TASK DATA:
┄┄┄┄┄┄┄┄┄┄

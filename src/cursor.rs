//! # Cursor Utilities
//!
//! Opaque keyset pagination cursors for job listings. A cursor pins the
//! `(created_at, id)` of the last job on a page; the next page continues
//! strictly after it in newest-first order.

use base64::Engine;
use chrono::{DateTime, Utc};
use serde::{Deserialize, Serialize};
use uuid::Uuid;

use crate::error::OrchestratorError;

/// Position of the last job returned on a page.
#[derive(Debug, Clone, PartialEq, Eq, Serialize, Deserialize)]
pub struct CursorData {
    pub created_at: DateTime<Utc>,
    pub id: Uuid,
}

/// Encode cursor data as an opaque base64 string
pub fn encode_cursor(created_at: &DateTime<Utc>, id: &Uuid) -> String {
    let cursor_data = CursorData {
        created_at: *created_at,
        id: *id,
    };
    // Serializing a timestamp and a uuid cannot fail.
    let json = serde_json::to_string(&cursor_data).unwrap_or_default();
    base64::engine::general_purpose::STANDARD.encode(json.as_bytes())
}

fn invalid(message: &str) -> OrchestratorError {
    OrchestratorError::invalid_field("cursor", message)
}

/// Decode cursor data from an opaque base64 string with validation
pub fn decode_cursor(cursor: &str) -> Result<CursorData, OrchestratorError> {
    if cursor.len() > 1000 {
        return Err(invalid("cursor is too long"));
    }

    if cursor.is_empty() {
        return Err(invalid("cursor cannot be empty"));
    }

    if !cursor
        .chars()
        .all(|c| c.is_ascii_alphanumeric() || c == '+' || c == '/' || c == '=')
    {
        return Err(invalid("cursor contains invalid characters"));
    }

    let decoded = base64::engine::general_purpose::STANDARD
        .decode(cursor)
        .map_err(|_| invalid("cursor is not valid base64"))?;

    if decoded.is_empty() {
        return Err(invalid("cursor is empty after decoding"));
    }

    if decoded.len() > 500 {
        return Err(invalid("decoded cursor is too large"));
    }

    let json =
        String::from_utf8(decoded).map_err(|_| invalid("cursor contains invalid UTF-8 data"))?;

    let cursor_data: CursorData = serde_json::from_str(&json)
        .map_err(|_| invalid("cursor contains invalid JSON structure"))?;

    if cursor_data.created_at > Utc::now() + chrono::Duration::days(1) {
        return Err(invalid("cursor timestamp is in the future"));
    }

    if cursor_data.id == Uuid::nil() {
        return Err(invalid("cursor contains invalid ID"));
    }

    Ok(cursor_data)
}

#[cfg(test)]
mod tests {
    use super::*;

    fn message(err: OrchestratorError) -> String {
        match err {
            OrchestratorError::InvalidParameters { message, field } => {
                assert_eq!(field.as_deref(), Some("cursor"));
                message
            }
            other => panic!("unexpected error: {other:?}"),
        }
    }

    #[test]
    fn test_cursor_encoding_decoding() {
        let created_at = Utc::now();
        let id = Uuid::new_v4();

        let cursor_str = encode_cursor(&created_at, &id);
        let decoded = decode_cursor(&cursor_str).unwrap();

        assert_eq!(decoded.created_at, created_at);
        assert_eq!(decoded.id, id);
    }

    #[test]
    fn test_old_cursor_is_accepted() {
        let created_at = Utc::now() - chrono::Duration::days(900);
        let id = Uuid::new_v4();
        assert!(decode_cursor(&encode_cursor(&created_at, &id)).is_ok());
    }

    #[test]
    fn test_empty_cursor() {
        let err = decode_cursor("").unwrap_err();
        assert!(message(err).contains("cannot be empty"));
    }

    #[test]
    fn test_cursor_too_long() {
        let err = decode_cursor(&"a".repeat(1001)).unwrap_err();
        assert!(message(err).contains("too long"));
    }

    #[test]
    fn test_cursor_invalid_characters() {
        let err = decode_cursor("cursor@#$%").unwrap_err();
        assert!(message(err).contains("invalid characters"));
    }

    #[test]
    fn test_cursor_invalid_utf8() {
        let err = decode_cursor("//8=").unwrap_err();
        assert!(message(err).contains("invalid UTF-8"));
    }

    #[test]
    fn test_cursor_invalid_json() {
        // "invalid json"
        let err = decode_cursor("aW52YWxpZCBqc29u").unwrap_err();
        assert!(message(err).contains("invalid JSON structure"));
    }

    #[test]
    fn test_cursor_nil_uuid() {
        let cursor_str = encode_cursor(&Utc::now(), &Uuid::nil());
        let err = decode_cursor(&cursor_str).unwrap_err();
        assert!(message(err).contains("invalid ID"));
    }

    #[test]
    fn test_cursor_timestamp_in_future() {
        let created_at = Utc::now() + chrono::Duration::days(30);
        let cursor_str = encode_cursor(&created_at, &Uuid::new_v4());
        let err = decode_cursor(&cursor_str).unwrap_err();
        assert!(message(err).contains("future"));
    }
}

┄┄┄┄┄┄┄┄┄┄

EXERCISE PROMPT: Provide solely the number of lines in the listing that contain "days".

PROBLEM SOLUTION: 3